● **GOAL OF THE EXERCISE**: The answer must be a bare number: the count of lines below that contain "matches".

[Extracted data entries]

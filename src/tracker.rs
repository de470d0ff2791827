//! Double-buffered input state.
//!
//! The tracker keeps two snapshots of every key and button: the state now,
//! and the state one [`advance_frame`](InputStateTracker::advance_frame) ago.
//! Levels are read from the current snapshot; edges are the slots where the
//! two snapshots differ.

use crate::config::{MotionPolicy, TrackerConfig};
use crate::error::TrackerError;
use crate::event::{InputEvent, MouseButton, KEY_SLOTS};
use crate::source::{DefaultSource, EventSource};

/// Levels of every tracked key and button at one point in time.
#[derive(Debug, Clone, Copy, PartialEq, Eq)]
pub struct InputSnapshot {
    keys: [bool; KEY_SLOTS],
    buttons: [bool; 3],
}

impl Default for InputSnapshot {
    fn default() -> Self {
        Self {
            keys: [false; KEY_SLOTS],
            buttons: [false; 3],
        }
    }
}

impl InputSnapshot {
    pub fn key(&self, code: u32) -> Result<bool, TrackerError> {
        Ok(self.keys[key_slot(code)?])
    }

    pub fn button(&self, button: MouseButton) -> bool {
        self.buttons[button.index()]
    }
}

fn key_slot(code: u32) -> Result<usize, TrackerError> {
    usize::try_from(code)
        .ok()
        .filter(|&slot| slot < KEY_SLOTS)
        .ok_or(TrackerError::KeyCodeOutOfRange(code))
}

/// A level change observed in the current frame.
#[derive(Debug, Clone, Copy, PartialEq, Eq)]
pub enum Transition {
    KeyPressed(u32),
    KeyReleased(u32),
    ButtonPressed(MouseButton),
    ButtonReleased(MouseButton),
}

/// Polling keyboard/mouse state tracker.
///
/// Call [`advance_frame`](Self::advance_frame) once per loop iteration (or
/// repeatedly to drain a burst), then query levels and edges. Not meant to
/// be shared between threads.
pub struct InputStateTracker<S: EventSource> {
    current: InputSnapshot,
    previous: InputSnapshot,
    pointer_dx: i32,
    pointer_dy: i32,
    config: TrackerConfig,
    /// `None` once the tracker has been shut down.
    source: Option<S>,
}

impl InputStateTracker<DefaultSource> {
    /// Open the default backend on the configured seat.
    pub fn open_default(config: TrackerConfig) -> Result<Self, TrackerError> {
        #[cfg(feature = "libinput")]
        let source = DefaultSource::open(&config.seat, crate::source::RestrictedOpener)?;
        #[cfg(not(feature = "libinput"))]
        let source = DefaultSource::open(&config.seat)?;

        Ok(Self::new(source, config))
    }
}

impl<S: EventSource> InputStateTracker<S> {
    /// Start tracking with all keys and buttons up and no motion.
    pub fn new(source: S, config: TrackerConfig) -> Self {
        log::info!(
            "Tracker: {} source on {} (pointer: {}, motion: {:?})",
            source.name(),
            config.seat,
            config.track_pointer,
            config.motion_policy
        );

        Self {
            current: InputSnapshot::default(),
            previous: InputSnapshot::default(),
            pointer_dx: 0,
            pointer_dy: 0,
            config,
            source: Some(source),
        }
    }

    pub fn config(&self) -> &TrackerConfig {
        &self.config
    }

    pub fn source(&self) -> Option<&S> {
        self.source.as_ref()
    }

    pub fn source_mut(&mut self) -> Option<&mut S> {
        self.source.as_mut()
    }

    pub fn is_shut_down(&self) -> bool {
        self.source.is_none()
    }

    /// Move to the next frame, consuming at most one event.
    ///
    /// The previous snapshot is refreshed even when nothing is pending, so
    /// edges last exactly one frame. Returns whether an event was consumed;
    /// `Ok(false)` means the source had nothing queued.
    ///
    /// The source is refreshed last. If that fails the error is returned,
    /// but the frame has already advanced and any consumed event is applied,
    /// so its edges can still be queried.
    pub fn advance_frame(&mut self) -> Result<bool, TrackerError> {
        if self.source.is_none() {
            return Err(TrackerError::UseAfterShutdown);
        }

        self.previous = self.current;
        if self.config.motion_policy == MotionPolicy::ResetEachFrame {
            self.pointer_dx = 0;
            self.pointer_dy = 0;
        }

        let event = self.source.as_mut().and_then(|source| source.poll_event());
        let consumed = event.is_some();
        if let Some(event) = event {
            self.apply(event);
        }

        if let Some(source) = self.source.as_mut() {
            source.dispatch()?;
        }
        Ok(consumed)
    }

    fn apply(&mut self, event: InputEvent) {
        match event {
            InputEvent::Key { code, state } => match key_slot(code) {
                Ok(slot) => self.current.keys[slot] = state.is_pressed(),
                Err(_) => log::debug!("Tracker: ignoring key {} outside tracked range", code),
            },
            InputEvent::PointerMotion { dx, dy } if self.config.track_pointer => {
                // Truncated toward zero; sub-unit motion reads as no motion.
                self.pointer_dx = dx as i32;
                self.pointer_dy = dy as i32;
            }
            InputEvent::PointerButton { button, state } if self.config.track_pointer => {
                if let Some(button) = MouseButton::from_code(button) {
                    self.current.buttons[button.index()] = state.is_pressed();
                }
            }
            _ => {}
        }
    }

    fn ensure_live(&self) -> Result<(), TrackerError> {
        if self.source.is_none() {
            return Err(TrackerError::UseAfterShutdown);
        }
        Ok(())
    }

    /// Whether key `code` is currently held.
    pub fn is_down(&self, code: u32) -> Result<bool, TrackerError> {
        self.ensure_live()?;
        self.current.key(code)
    }

    /// Whether key `code` went down during the last frame.
    pub fn was_pressed(&self, code: u32) -> Result<bool, TrackerError> {
        self.ensure_live()?;
        let now = self.current.key(code)?;
        Ok(now != self.previous.key(code)? && now)
    }

    /// Whether key `code` went up during the last frame.
    pub fn was_released(&self, code: u32) -> Result<bool, TrackerError> {
        self.ensure_live()?;
        let now = self.current.key(code)?;
        Ok(now != self.previous.key(code)? && !now)
    }

    pub fn pointer_delta_x(&self) -> Result<i32, TrackerError> {
        self.ensure_live()?;
        Ok(self.pointer_dx)
    }

    pub fn pointer_delta_y(&self) -> Result<i32, TrackerError> {
        self.ensure_live()?;
        Ok(self.pointer_dy)
    }

    pub fn pointer_delta(&self) -> Result<(i32, i32), TrackerError> {
        self.ensure_live()?;
        Ok((self.pointer_dx, self.pointer_dy))
    }

    pub fn button_down(&self, button: MouseButton) -> Result<bool, TrackerError> {
        self.ensure_live()?;
        Ok(self.current.button(button))
    }

    pub fn button_pressed(&self, button: MouseButton) -> Result<bool, TrackerError> {
        self.ensure_live()?;
        let now = self.current.button(button);
        Ok(now != self.previous.button(button) && now)
    }

    pub fn button_released(&self, button: MouseButton) -> Result<bool, TrackerError> {
        self.ensure_live()?;
        let now = self.current.button(button);
        Ok(now != self.previous.button(button) && !now)
    }

    /// Every edge of the last frame: keys in ascending code order, then
    /// buttons (left, middle, right).
    pub fn transitions(&self) -> Result<Vec<Transition>, TrackerError> {
        self.ensure_live()?;

        let keys = self
            .current
            .keys
            .iter()
            .zip(self.previous.keys.iter())
            .enumerate()
            .filter(|(_, (now, before))| now != before)
            .map(|(code, (&now, _))| {
                // code < KEY_SLOTS, so it always fits.
                let code = code as u32;
                if now {
                    Transition::KeyPressed(code)
                } else {
                    Transition::KeyReleased(code)
                }
            });

        let buttons = MouseButton::ALL.into_iter().filter_map(|button| {
            let now = self.current.button(button);
            if now == self.previous.button(button) {
                None
            } else if now {
                Some(Transition::ButtonPressed(button))
            } else {
                Some(Transition::ButtonReleased(button))
            }
        });

        Ok(keys.chain(buttons).collect())
    }

    /// Release the event source. Every later call fails with
    /// [`TrackerError::UseAfterShutdown`].
    pub fn shutdown(&mut self) -> Result<(), TrackerError> {
        let source = self.source.take().ok_or(TrackerError::UseAfterShutdown)?;
        log::info!("Tracker: releasing {} source", source.name());
        drop(source);
        Ok(())
    }
}

#[cfg(test)]
mod tests {
    use super::*;
    use crate::event::KeyState;
    use crate::source::ScriptedSource;

    const KEY_A: u32 = 30;

    fn tracker() -> InputStateTracker<ScriptedSource> {
        InputStateTracker::new(ScriptedSource::new(), TrackerConfig::default())
    }

    #[test]
    fn test_new_tracker_is_all_up() {
        let t = tracker();
        for code in 0..KEY_SLOTS as u32 {
            assert!(!t.is_down(code).unwrap());
            assert!(!t.was_pressed(code).unwrap());
            assert!(!t.was_released(code).unwrap());
        }
        for button in MouseButton::ALL {
            assert!(!t.button_down(button).unwrap());
        }
        assert_eq!(t.pointer_delta().unwrap(), (0, 0));
    }

    #[test]
    fn test_key_slot_bounds() {
        assert_eq!(key_slot(0).unwrap(), 0);
        assert_eq!(key_slot(254).unwrap(), 254);
        assert!(matches!(
            key_slot(255),
            Err(TrackerError::KeyCodeOutOfRange(255))
        ));
        assert!(matches!(
            key_slot(u32::MAX),
            Err(TrackerError::KeyCodeOutOfRange(u32::MAX))
        ));
    }

    #[test]
    fn test_out_of_range_key_event_is_dropped() {
        let mut t = tracker();
        let before = t.current;
        t.source_mut().unwrap().push(InputEvent::Key {
            code: 300,
            state: KeyState::Pressed,
        });

        assert!(t.advance_frame().unwrap());
        assert_eq!(t.current, before);
    }

    #[test]
    fn test_advance_dispatches_every_frame() {
        let mut t = tracker();
        t.advance_frame().unwrap();
        t.source_mut().unwrap().push_key(KEY_A, true);
        t.advance_frame().unwrap();
        assert_eq!(t.source().unwrap().dispatch_count(), 2);
    }

    #[test]
    fn test_other_events_count_as_consumed() {
        let mut t = tracker();
        t.source_mut().unwrap().push(InputEvent::Other);
        assert!(t.advance_frame().unwrap());
        assert!(t.transitions().unwrap().is_empty());
        assert!(!t.advance_frame().unwrap());
    }

    #[test]
    fn test_motion_truncates_toward_zero() {
        let mut t = tracker();
        t.source_mut().unwrap().push_motion(2.9, -3.7);
        t.advance_frame().unwrap();
        assert_eq!(t.pointer_delta().unwrap(), (2, -3));
    }

    #[test]
    fn test_motion_overwrites_instead_of_accumulating() {
        let config = TrackerConfig {
            motion_policy: MotionPolicy::KeepLast,
            ..TrackerConfig::default()
        };
        let mut t = InputStateTracker::new(ScriptedSource::new(), config);
        t.source_mut().unwrap().push_motion(5.0, 5.0);
        t.source_mut().unwrap().push_motion(1.0, -2.0);
        t.advance_frame().unwrap();
        t.advance_frame().unwrap();
        assert_eq!(t.pointer_delta().unwrap(), (1, -2));
    }

    #[test]
    fn test_transitions_lists_keys_then_buttons() {
        let mut t = tracker();
        t.source_mut().unwrap().push_key(KEY_A, true);
        t.advance_frame().unwrap();
        assert_eq!(
            t.transitions().unwrap(),
            vec![Transition::KeyPressed(KEY_A)]
        );

        t.source_mut()
            .unwrap()
            .push_button(MouseButton::Left.code(), true);
        t.advance_frame().unwrap();
        assert_eq!(
            t.transitions().unwrap(),
            vec![Transition::ButtonPressed(MouseButton::Left)]
        );

        t.source_mut().unwrap().push_key(KEY_A, false);
        t.advance_frame().unwrap();
        assert_eq!(
            t.transitions().unwrap(),
            vec![Transition::KeyReleased(KEY_A)]
        );
    }

    /// Hands out its events, then fails every refresh.
    struct BrokenSource(ScriptedSource);

    impl EventSource for BrokenSource {
        fn poll_event(&mut self) -> Option<InputEvent> {
            self.0.poll_event()
        }

        fn dispatch(&mut self) -> Result<(), TrackerError> {
            Err(TrackerError::Dispatch(std::io::Error::new(
                std::io::ErrorKind::NotFound,
                "device unplugged",
            )))
        }

        fn name(&self) -> &'static str {
            "broken"
        }
    }

    #[test]
    fn test_failed_dispatch_still_applies_the_event() {
        let mut source = ScriptedSource::new();
        source.push_key(KEY_A, true);
        let mut t = InputStateTracker::new(BrokenSource(source), TrackerConfig::default());

        assert!(matches!(t.advance_frame(), Err(TrackerError::Dispatch(_))));
        assert!(t.is_down(KEY_A).unwrap());
        assert!(t.was_pressed(KEY_A).unwrap());
        assert_eq!(t.transitions().unwrap(), vec![Transition::KeyPressed(KEY_A)]);
    }

    #[test]
    fn test_shutdown_twice_fails() {
        let mut t = tracker();
        t.shutdown().unwrap();
        assert!(t.is_shut_down());
        assert!(t.source().is_none());
        assert!(matches!(t.shutdown(), Err(TrackerError::UseAfterShutdown)));
    }
}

● **ANSWER BOX**: 4